Stored data:
◇ ◇ ◇ ◇ ◇

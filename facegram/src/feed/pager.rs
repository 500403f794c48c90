use super::FetchError;

/// Page sizes requested by the coordinator. The first page is larger so the
/// initial screen fills in one round-trip.
#[derive(Debug, Clone, Copy, PartialEq, Eq)]
pub struct PageSizePolicy {
    pub first: u32,
    pub subsequent: u32,
}

impl Default for PageSizePolicy {
    fn default() -> Self {
        Self {
            first: 10,
            subsequent: 7,
        }
    }
}

impl PageSizePolicy {
    pub fn size_for(&self, page: u32) -> u32 {
        if page == 0 {
            self.first
        } else {
            self.subsequent
        }
    }
}

/// Ticket for a fetch that has been started. Handed back to [`Pager::complete`].
#[derive(Debug, Clone, Copy, PartialEq, Eq)]
pub struct PageRequest {
    pub page: u32,
    pub size: u32,
    generation: u64,
}

/// What applying a fetch result did to the pager.
#[derive(Debug, Clone, PartialEq, Eq)]
pub enum PageOutcome {
    Appended { page: u32, count: usize },
    Exhausted { page: u32 },
    Failed { page: u32, error: FetchError },
    /// The result belonged to a fetch started before the last reset and was dropped.
    Stale { page: u32 },
}

/// Pagination state: cursor, accumulated items, in-flight and exhaustion flags.
///
/// Pure state machine with no I/O; the coordinator drives it.
#[derive(Debug, Clone)]
pub struct Pager<T> {
    policy: PageSizePolicy,
    cursor: u32,
    items: Vec<T>,
    in_flight: bool,
    exhausted: bool,
    generation: u64,
}

impl<T> Pager<T> {
    pub fn new(policy: PageSizePolicy) -> Self {
        Self {
            policy,
            cursor: 0,
            items: Vec::new(),
            in_flight: false,
            exhausted: false,
            generation: 0,
        }
    }

    /// Back to an empty first page. Any fetch started before this call becomes stale.
    pub fn reset(&mut self) {
        self.cursor = 0;
        self.items.clear();
        self.in_flight = false;
        self.exhausted = false;
        self.generation += 1;
    }

    pub fn cursor(&self) -> u32 {
        self.cursor
    }

    pub fn items(&self) -> &[T] {
        &self.items
    }

    pub fn is_in_flight(&self) -> bool {
        self.in_flight
    }

    pub fn is_exhausted(&self) -> bool {
        self.exhausted
    }

    pub fn can_fetch(&self) -> bool {
        !self.in_flight && !self.exhausted
    }

    /// Claim the in-flight slot for the page at the cursor.
    /// Returns `None` when a fetch is already outstanding or the feed is exhausted.
    pub fn begin_fetch(&mut self) -> Option<PageRequest> {
        if !self.can_fetch() {
            return None;
        }
        self.in_flight = true;
        Some(PageRequest {
            page: self.cursor,
            size: self.policy.size_for(self.cursor),
            generation: self.generation,
        })
    }

    /// Apply the result of a fetch started with [`Pager::begin_fetch`].
    pub fn complete(
        &mut self,
        request: PageRequest,
        result: Result<Vec<T>, FetchError>,
    ) -> PageOutcome {
        if request.generation != self.generation || !self.in_flight {
            return PageOutcome::Stale { page: request.page };
        }
        self.in_flight = false;

        match result {
            Ok(items) if items.is_empty() => {
                self.exhausted = true;
                PageOutcome::Exhausted { page: request.page }
            }
            Ok(items) => {
                let count = items.len();
                self.items.extend(items);
                self.cursor += 1;
                PageOutcome::Appended {
                    page: request.page,
                    count,
                }
            }
            Err(error) => PageOutcome::Failed {
                page: request.page,
                error,
            },
        }
    }
}

impl<T> Default for Pager<T> {
    fn default() -> Self {
        Self::new(PageSizePolicy::default())
    }
}

#[cfg(test)]
mod tests {
    use super::*;
    use proptest::prelude::*;

    fn page(start: u32, len: u32) -> Vec<u32> {
        (start..start + len).collect()
    }

    #[test]
    fn test_first_page_uses_larger_size() {
        let mut pager: Pager<u32> = Pager::default();
        let req = pager.begin_fetch().unwrap();
        assert_eq!((req.page, req.size), (0, 10));
        pager.complete(req, Ok(page(0, 10)));

        let req = pager.begin_fetch().unwrap();
        assert_eq!((req.page, req.size), (1, 7));
    }

    #[test]
    fn test_second_begin_while_in_flight_is_refused() {
        let mut pager: Pager<u32> = Pager::default();
        assert!(pager.begin_fetch().is_some());
        assert!(pager.is_in_flight());
        assert!(pager.begin_fetch().is_none());
    }

    #[test]
    fn test_success_appends_and_advances_cursor() {
        let mut pager: Pager<u32> = Pager::default();
        let req = pager.begin_fetch().unwrap();
        let outcome = pager.complete(req, Ok(page(0, 10)));
        assert_eq!(outcome, PageOutcome::Appended { page: 0, count: 10 });
        assert_eq!(pager.items().len(), 10);
        assert_eq!(pager.cursor(), 1);
        assert!(!pager.is_in_flight());
        assert!(!pager.is_exhausted());
    }

    #[test]
    fn test_pages_concatenate_in_cursor_order() {
        let mut pager: Pager<u32> = Pager::default();
        for (start, len) in [(0, 10), (10, 7), (17, 7)] {
            let req = pager.begin_fetch().unwrap();
            pager.complete(req, Ok(page(start, len)));
        }
        assert_eq!(pager.items(), page(0, 24).as_slice());
        assert_eq!(pager.cursor(), 3);
    }

    #[test]
    fn test_empty_page_is_terminal() {
        let mut pager: Pager<u32> = Pager::default();
        let req = pager.begin_fetch().unwrap();
        pager.complete(req, Ok(page(0, 10)));
        let req = pager.begin_fetch().unwrap();
        let outcome = pager.complete(req, Ok(Vec::new()));

        assert_eq!(outcome, PageOutcome::Exhausted { page: 1 });
        assert!(pager.is_exhausted());
        assert_eq!(pager.cursor(), 1);
        assert!(pager.begin_fetch().is_none());
    }

    #[test]
    fn test_failure_leaves_cursor_and_items_alone() {
        let mut pager: Pager<u32> = Pager::default();
        let req = pager.begin_fetch().unwrap();
        let err = FetchError::Server {
            status: 500,
            message: "boom".into(),
        };
        let outcome = pager.complete(req, Err(err.clone()));

        assert_eq!(outcome, PageOutcome::Failed { page: 0, error: err });
        assert_eq!(pager.cursor(), 0);
        assert!(pager.items().is_empty());
        assert!(!pager.is_in_flight());
        assert!(!pager.is_exhausted());

        let retry = pager.begin_fetch().unwrap();
        assert_eq!((retry.page, retry.size), (0, 10));
    }

    #[test]
    fn test_result_from_before_reset_is_stale() {
        let mut pager: Pager<u32> = Pager::default();
        let old = pager.begin_fetch().unwrap();
        pager.reset();
        let fresh = pager.begin_fetch().unwrap();

        assert_eq!(pager.complete(old, Ok(page(0, 10))), PageOutcome::Stale { page: 0 });
        assert!(pager.items().is_empty());
        assert!(pager.is_in_flight());

        pager.complete(fresh, Ok(page(100, 10)));
        assert_eq!(pager.items()[0], 100);
    }

    #[test]
    fn test_reset_clears_exhaustion() {
        let mut pager: Pager<u32> = Pager::default();
        let req = pager.begin_fetch().unwrap();
        pager.complete(req, Ok(Vec::new()));
        assert!(pager.is_exhausted());

        pager.reset();
        assert!(!pager.is_exhausted());
        assert_eq!(pager.cursor(), 0);
        assert!(pager.can_fetch());
    }

    #[derive(Debug, Clone)]
    enum Step {
        Begin,
        Deliver(u32),
        DeliverEmpty,
        Fail,
        Reset,
        DeliverOld,
    }

    fn step() -> impl Strategy<Value = Step> {
        prop_oneof![
            4 => Just(Step::Begin),
            4 => (1u32..12).prop_map(Step::Deliver),
            1 => Just(Step::DeliverEmpty),
            2 => Just(Step::Fail),
            1 => Just(Step::Reset),
            1 => Just(Step::DeliverOld),
        ]
    }

    proptest! {
        #[test]
        fn test_random_sequences_keep_pager_consistent(steps in prop::collection::vec(step(), 1..60)) {
            let policy = PageSizePolicy::default();
            let mut pager: Pager<u32> = Pager::new(policy);
            let mut expected: Vec<u32> = Vec::new();
            let mut cursor = 0u32;
            let mut exhausted = false;
            let mut pending: Option<PageRequest> = None;
            let mut old: Option<PageRequest> = None;
            let mut next_item = 0u32;

            for step in steps {
                match step {
                    Step::Begin => {
                        let req = pager.begin_fetch();
                        if pending.is_some() || exhausted {
                            prop_assert!(req.is_none());
                        } else {
                            let req = req.unwrap();
                            prop_assert_eq!(req.page, cursor);
                            prop_assert_eq!(req.size, policy.size_for(cursor));
                            pending = Some(req);
                        }
                    }
                    Step::Deliver(n) => {
                        if let Some(req) = pending.take() {
                            let items = page(next_item, n);
                            next_item += n;
                            expected.extend(&items);
                            let outcome = pager.complete(req, Ok(items));
                            prop_assert_eq!(outcome, PageOutcome::Appended { page: cursor, count: n as usize });
                            cursor += 1;
                        }
                    }
                    Step::DeliverEmpty => {
                        if let Some(req) = pending.take() {
                            let outcome = pager.complete(req, Ok(Vec::new()));
                            prop_assert_eq!(outcome, PageOutcome::Exhausted { page: cursor });
                            exhausted = true;
                        }
                    }
                    Step::Fail => {
                        if let Some(req) = pending.take() {
                            let error = FetchError::Network("timed out".into());
                            let outcome = pager.complete(req, Err(error));
                            let failed = matches!(outcome, PageOutcome::Failed { .. });
                            prop_assert!(failed);
                        }
                    }
                    Step::Reset => {
                        if pending.is_some() {
                            old = pending.take();
                        }
                        pager.reset();
                        expected.clear();
                        cursor = 0;
                        exhausted = false;
                    }
                    Step::DeliverOld => {
                        if let Some(req) = old.take() {
                            let outcome = pager.complete(req, Ok(vec![u32::MAX]));
                            prop_assert_eq!(outcome, PageOutcome::Stale { page: req.page });
                        }
                    }
                }

                prop_assert_eq!(pager.items(), expected.as_slice());
                prop_assert_eq!(pager.cursor(), cursor);
                prop_assert_eq!(pager.is_exhausted(), exhausted);
                prop_assert_eq!(pager.is_in_flight(), pending.is_some());
            }
        }
    }
}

◇ ◇ ◇ ◇ ◇

(REQUIRED WORK) Output exactly the span of lines beginning at the first line of the records and ending at the line that holds "u32, error: FetchError", inclusive, with no other text.

(REPLY)
filename facegram/src/feed/pager.rs
repository 500403f794c48c90
use super::FetchError;

/// Page sizes requested by the coordinator. The first page is larger so the
/// initial screen fills in one round-trip.
#[derive(Debug, Clone, Copy, PartialEq, Eq)]
pub struct PageSizePolicy {
    pub first: u32,
    pub subsequent: u32,
}

impl Default for PageSizePolicy {
    fn default() -> Self {
        Self {
            first: 10,
            subsequent: 7,
        }
    }
}

impl PageSizePolicy {
    pub fn size_for(&self, page: u32) -> u32 {
        if page == 0 {
            self.first
        } else {
            self.subsequent
        }
    }
}

/// Ticket for a fetch that has been started. Handed back to [`Pager::complete`].
#[derive(Debug, Clone, Copy, PartialEq, Eq)]
pub struct PageRequest {
    pub page: u32,
    pub size: u32,
    generation: u64,
}

/// What applying a fetch result did to the pager.
#[derive(Debug, Clone, PartialEq, Eq)]
pub enum PageOutcome {
    Appended { page: u32, count: usize },
    Exhausted { page: u32 },
    Failed { page: u32, error: FetchError },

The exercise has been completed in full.